The Navy is accelerating and increasing design support for the development and construction of its new Columbia-Class nuclear armed ballistic missile submarines — to ensure progress toward the goal of engineering the most lethal, high-tech and advanced ballistic missile submarines the world has ever seen.
Designed to serve well into the 2080s and beyond, Navy and General Dynamics Electric Boat developers are hoping to leverage years of science and technology development to best position the new submarine to enter service by 2031.
The increased support was announced by the Department of Defense as a $203 million modification to an existing deal between the Navy and General Dynamics Electric Boat to begin manufacture of 17 new tactical missile tubes able to fire nuclear-armed Trident II D5 missiles.
A prior 95-million modification to a Naval Sea Systems Command deal with Electric Boat, a subsidiary of General Dynamics, is a key part of the Navy’s broader deterrence strategy to ensure a second-strike nuclear ability from beneath the ocean around the world in the event of a catastrophic first-strike on the continental US.
The effort, which has been preceded by “tube and hull” forging work underway for several years, is part of a collaborative US-UK Common Missile Compartment program.
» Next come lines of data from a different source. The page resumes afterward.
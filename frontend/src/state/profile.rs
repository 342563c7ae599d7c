use crate::{
    api::{ApiError, EmployeeProfile, UpdateProfileRequest},
    state::resource::ResourceHandle,
};
use leptos::*;

/// A single profile: read, then edited in place.
#[derive(Clone)]
pub struct ProfileStore {
    pub profile: RwSignal<Option<EmployeeProfile>>,
    pub saving: RwSignal<bool>,
    pub resource: ResourceHandle,
}

impl ProfileStore {
    pub fn new(resource: ResourceHandle) -> Self {
        Self {
            profile: create_rw_signal(None),
            saving: create_rw_signal(false),
            resource,
        }
    }

    pub async fn load(&self, profile_id: &str) -> Result<(), ApiError> {
        let ticket = self.resource.begin_read();
        let result = self.resource.api().get_profile(profile_id).await;
        let requests = self.resource.scope();
        let applied = requests.accept(ticket);
        self.resource.finish_read(ticket);
        if requests.is_cancelled() {
            return Err(ApiError::cancelled());
        }
        match result {
            Ok(profile) => {
                if applied {
                    self.profile.set(Some(profile));
                    self.resource.clear_error();
                }
                Ok(())
            }
            Err(err) => {
                if applied {
                    self.resource.fail("Load profile", &err);
                }
                Err(err)
            }
        }
    }

    pub async fn save(&self, update: UpdateProfileRequest) -> Result<(), ApiError> {
        let Some(profile_id) = self.profile.with_untracked(|p| p.as_ref().map(|p| p.id.clone()))
        else {
            return Err(self.resource.precondition("No profile loaded"));
        };
        if update.is_empty() {
            return Ok(());
        }

        self.saving.set(true);
        self.resource.clear_error();
        let api = self.resource.api();
        let result = match api.update_profile(&profile_id, &update).await {
            Ok(Some(updated)) => Ok(updated),
            Ok(None) => api.get_profile(&profile_id).await,
            Err(err) => Err(err),
        };
        if self.resource.scope().is_cancelled() {
            return result.map(|_| ());
        }
        self.saving.set(false);
        match result {
            Ok(updated) => {
                self.profile.set(Some(updated));
                Ok(())
            }
            Err(err) => {
                self.resource.fail("Save profile", &err);
                Err(err)
            }
        }
    }
}

#[derive(Clone)]
pub struct ProfileDirectory {
    pub profiles: RwSignal<Vec<EmployeeProfile>>,
    pub resource: ResourceHandle,
}

impl ProfileDirectory {
    pub fn new(resource: ResourceHandle) -> Self {
        Self {
            profiles: create_rw_signal(Vec::new()),
            resource,
        }
    }

    pub async fn refresh(&self) -> Result<(), ApiError> {
        let ticket = self.resource.begin_read();
        let result = self.resource.api().list_profiles().await;
        let requests = self.resource.scope();
        let applied = requests.accept(ticket);
        self.resource.finish_read(ticket);
        if requests.is_cancelled() {
            return Err(ApiError::cancelled());
        }
        match result {
            Ok(profiles) => {
                if applied {
                    self.profiles.set(profiles);
                    self.resource.clear_error();
                }
                Ok(())
            }
            Err(err) => {
                if applied {
                    self.resource.fail("Load profiles", &err);
                }
                Err(err)
            }
        }
    }
}

pub fn use_profile() -> ProfileStore {
    ProfileStore::new(ResourceHandle::use_in_component())
}

pub fn use_profile_directory() -> ProfileDirectory {
    ProfileDirectory::new(ResourceHandle::use_in_component())
}
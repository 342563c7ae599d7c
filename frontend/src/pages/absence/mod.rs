pub mod panel;
pub mod utils;

pub use panel::AbsencePage;
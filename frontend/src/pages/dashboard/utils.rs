use crate::{
    api::Role,
    router::{self, LANDING_PATH},
};

#[derive(Debug, Clone, PartialEq, Eq)]
pub struct QuickLink {
    pub title: &'static str,
    pub description: &'static str,
    pub path: &'static str,
}

fn describe(path: &str) -> &'static str {
    match path {
        "/profiles" => "Review every employee profile, including sensitive details",
        "/profiles/browse" => "Find colleagues and leave them feedback",
        "/feedback" => "Read the feedback your colleagues left for you",
        "/absence" => "Check your vacation allowance and requests",
        _ => "",
    }
}

/// Dashboard shortcuts: the role's navigation minus the dashboard itself.
pub fn quick_links(role: Role) -> Vec<QuickLink> {
    router::nav_for(role)
        .into_iter()
        .filter(|item| item.path != LANDING_PATH)
        .map(|item| QuickLink {
            title: item.label,
            description: describe(item.path),
            path: item.path,
        })
        .collect()
}

pub fn greeting(name: &str) -> String {
    let first = name.split_whitespace().next().unwrap_or_default();
    if first.is_empty() {
        "Welcome back".to_string()
    } else {
        format!("Welcome back, {}", first)
    }
}

#[cfg(test)]
mod tests {
    use super::*;

    #[test]
    fn manager_links_skip_staff_pages() {
        let paths: Vec<_> = quick_links(Role::Manager).iter().map(|l| l.path).collect();
        assert_eq!(paths, vec!["/profiles", "/feedback"]);
    }

    #[test]
    fn staff_links_have_descriptions() {
        let links = quick_links(Role::Employee);
        assert_eq!(links.len(), 3);
        assert!(links.iter().all(|link| !link.description.is_empty()));
    }

    #[test]
    fn greeting_uses_first_name() {
        assert_eq!(greeting("Ada Lovelace"), "Welcome back, Ada");
        assert_eq!(greeting("  "), "Welcome back");
    }
}
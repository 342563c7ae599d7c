use crate::{
    api::{NewFeedback, UpdateProfileRequest},
    components::{
        confirm_dialog::ConfirmDialog, error::InlineErrorMessage, layout::LoadingSpinner,
    },
    pages::{
        feedback::components::{FeedbackForm, FeedbackList},
        profile::{
            components::{ProfileDetails, ProfileEditForm},
            utils::{can_edit, can_leave_feedback, ProfileTab},
        },
    },
    state::{
        auth::use_auth,
        feedback::{use_feedback, FeedbackScope},
        profile::use_profile,
    },
};
use leptos::*;
use leptos_router::{use_params_map, use_query_map};

const TAB_CLASS: &str = "px-3 py-2 text-sm font-medium border-b-2";

#[component]
pub fn ProfilePage() -> impl IntoView {
    let params = use_params_map();
    let query = use_query_map();
    let profile_id = create_memo(move |_| params.with(|p| p.get("id").cloned().unwrap_or_default()));
    let tab = create_memo(move |_| query.with(|q| ProfileTab::from_query(q.get("tab").map(String::as_str))));

    let (auth, _) = use_auth();
    let store = use_profile();
    let feedback = use_feedback();
    let editing = create_rw_signal(false);
    let pending_delete = create_rw_signal(None::<String>);

    let loader = store.clone();
    create_effect(move |_| {
        let id = profile_id.get();
        if id.is_empty() {
            return;
        }
        editing.set(false);
        let store = loader.clone();
        spawn_local(async move {
            let _ = store.load(&id).await;
        });
    });

    let feedback_loader = feedback.clone();
    create_effect(move |_| {
        let id = profile_id.get();
        if id.is_empty() || tab.get() != ProfileTab::Feedback {
            return;
        }
        let store = feedback_loader.clone();
        spawn_local(async move {
            let _ = store.refresh(FeedbackScope::Profile(id)).await;
        });
    });

    let saver = store.clone();
    let on_save = Callback::new(move |update: UpdateProfileRequest| {
        let store = saver.clone();
        spawn_local(async move {
            if store.save(update).await.is_ok() {
                editing.set(false);
            }
        });
    });

    let creator = feedback.clone();
    let creating = feedback.creating;
    let on_feedback = Callback::new(move |body: String| {
        if creating.get_untracked() {
            return;
        }
        let store = creator.clone();
        let target = profile_id.get_untracked();
        spawn_local(async move {
            let _ = store.create(&target, NewFeedback { body }).await;
        });
    });

    let deleter = feedback.clone();
    let confirm_delete = Callback::new(move |_: ()| {
        let Some(id) = pending_delete.get_untracked() else {
            return;
        };
        pending_delete.set(None);
        let store = deleter.clone();
        spawn_local(async move {
            let _ = store.delete(&id).await;
        });
    });

    let profile = store.profile;
    let loading = store.resource.loading;
    let profile_error = store.resource.error;
    let saving = store.saving;
    let feedback_items = feedback.items;
    let feedback_loading = feedback.resource.loading;
    let feedback_error = feedback.resource.error;

    let viewer = move || auth.with(|state| state.session.clone());
    let permissions = move || {
        let viewer = viewer()?;
        profile.with(|p| {
            p.as_ref()
                .map(|p| (can_edit(&viewer, p), can_leave_feedback(&viewer, p)))
        })
    };

    let tab_link = move |target: ProfileTab, label: &'static str| {
        let href = move || format!("/profile/{}{}", profile_id.get(), target.query());
        let class = move || {
            if tab.get() == target {
                format!("{} border-action-primary-bg text-fg", TAB_CLASS)
            } else {
                format!("{} border-transparent text-fg-muted", TAB_CLASS)
            }
        };
        view! { <a href=href class=class>{label}</a> }
    };

    view! {
        <div class="space-y-6">
            <InlineErrorMessage error=profile_error />
            <Show
                when=move || profile.with(Option::is_some)
                fallback=move || view! {
                    <Show when=move || loading.get()>
                        <LoadingSpinner text="Loading profile..." />
                    </Show>
                }
            >
                <nav class="flex gap-2 border-b border-border">
                    {tab_link(ProfileTab::Overview, "Overview")}
                    {tab_link(ProfileTab::Feedback, "Feedback")}
                </nav>
                {move || match tab.get() {
                    ProfileTab::Overview => {
                        let Some(current) = profile.get() else {
                            return ().into_view();
                        };
                        let (may_edit, _) = permissions().unwrap_or((false, false));
                        if editing.get() && may_edit {
                            view! {
                                <ProfileEditForm
                                    profile=current
                                    saving=saving
                                    on_save=on_save
                                    on_cancel=Callback::new(move |_| editing.set(false))
                                />
                            }
                            .into_view()
                        } else {
                            view! {
                                <ProfileDetails profile=current show_sensitive=may_edit />
                                {may_edit.then(|| view! {
                                    <button
                                        type="button"
                                        class="rounded-md px-4 py-2 text-sm font-semibold bg-action-primary-bg text-action-primary-text"
                                        on:click=move |_| editing.set(true)
                                    >
                                        "Edit profile"
                                    </button>
                                })}
                            }
                            .into_view()
                        }
                    }
                    ProfileTab::Feedback => {
                        let (_, may_leave) = permissions().unwrap_or((false, false));
                        view! {
                            <div class="space-y-4">
                                {may_leave.then(|| view! {
                                    <FeedbackForm pending=creating on_submit=on_feedback />
                                })}
                                {move || match viewer() {
                                    Some(session) => view! {
                                        <FeedbackList
                                            items=feedback_items
                                            loading=feedback_loading
                                            error=feedback_error
                                            viewer=session
                                            on_delete=Callback::new(move |id: String| pending_delete.set(Some(id)))
                                        />
                                    }
                                    .into_view(),
                                    None => ().into_view(),
                                }}
                            </div>
                        }
                        .into_view()
                    }
                }}
            </Show>
            <ConfirmDialog
                is_open=Signal::derive(move || pending_delete.with(Option::is_some))
                title="Delete feedback"
                message="This feedback will be removed permanently."
                on_confirm=confirm_delete
                on_cancel=Callback::new(move |_| pending_delete.set(None))
                confirm_label="Delete"
                destructive=true
            />
        </div>
    }
}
The US and UK are together immersed in a common missile compartment effort. In fact, the US and UK have been buying parts together for the common missile compartment and working on a $770 million contract with General Dynamics’ Electric Boat. This recent contract modification includes foreign military sales to the United Kingdom. Work will be performed in Quonset Point, Rhode Island, and is expected to be completed by December 2023. United Kingdom foreign military sales funding in the amount of $22,957,933 will be obligated at the time of award, a Pentagon statement said.